Vous serez l’œil neuf capable de voir exactement où ça foire. En gros,
consultant avec un salaire d’employé – le tout en plus de vos tâches normales,
bien sûr.
-
« Rigoureux » : pas le droit à l’erreur. Patron tatillon.
-
« Autonome » : pas la peine d’espérer de l’aide des copains.
Vous avez un taf à faire, la formation sera minimaliste et si vous galérez, on
vous laissera crever la gueule ouverte.
-
« Discret » : le patron reçoit des stars ou pique dans la
caisse. Dans un cas comme dans l’autre, interdiction d’en parler à qui que ce
soit.
-
« Flexible / disponible » : horaires improbables qui changent
tous les jours. Vous travaillerez le jour, la nuit, les week-ends, le premier de l'an, pendant votre propre accouchement s'il le faut.
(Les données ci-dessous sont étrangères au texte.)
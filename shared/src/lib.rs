//! Shared types for the Spring Insight realtime client
//!
//! This crate contains the types exchanged with the Spring Insight UI backend:
//! - Live channel message envelopes and payloads
//! - Outbound commands and topic names
//! - Client configuration

pub mod config;
pub mod messages;

pub use config::*;
pub use messages::*;
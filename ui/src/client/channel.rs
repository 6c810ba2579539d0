//! Live Channel Abstraction
//!
//! A message-oriented subscription channel over a single connection. The
//! connection manager depends only on this trait; the browser implementation
//! is [`StompChannel`](super::StompChannel).

use std::rc::Rc;

/// Errors reported by a live channel
#[derive(Debug, Clone, PartialEq, thiserror::Error)]
pub enum ChannelError {
    #[error("Handshake failed: {0}")]
    HandshakeFailed(String),

    #[error("Connection closed (code {code}): {reason}")]
    Closed { code: u16, reason: String },

    #[error("Protocol error: {0}")]
    Protocol(String),

    #[error("Channel is not connected")]
    NotConnected,

    #[error("Send failed: {0}")]
    SendFailed(String),
}

/// Lifecycle events of a connection attempt
#[derive(Debug, Clone, PartialEq)]
pub enum ChannelEvent {
    /// The handshake completed; subscriptions may be registered
    Connected,

    /// The attempt failed or an established connection was lost
    Error(ChannelError),
}

/// Receives the lifecycle events of one connection attempt
pub type ChannelListener = Rc<dyn Fn(ChannelEvent)>;

/// Receives the body of every message delivered on a topic
pub type FrameHandler = Rc<dyn Fn(&str)>;

/// A push subscription channel
pub trait LiveChannel {
    /// Open a new connection, replacing any previous one
    ///
    /// `listener` receives the outcome of the handshake and, later, the loss
    /// of the connection. It may be invoked before `connect` returns.
    fn connect(&self, listener: ChannelListener);

    /// Register `handler` for messages published on `topic`
    fn subscribe(&self, topic: &str, handler: FrameHandler) -> Result<(), ChannelError>;

    /// Publish `body` to `destination`
    fn send(&self, destination: &str, body: &str) -> Result<(), ChannelError>;

    /// Close the connection without reporting an event
    fn disconnect(&self);
}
Synonyme : « Taillable et corvéable à merci ».
Au final, chers chômistes, ne vous
voilez pas la face : plus l'annonce a l'air mirobolante, plus le taf sera
foireux.
À bon entendeur...
1Et excusez-moi bien, mais je trouve
ça aussi ignoble pour les travailleurs handicapés que pour les travailleurs valides...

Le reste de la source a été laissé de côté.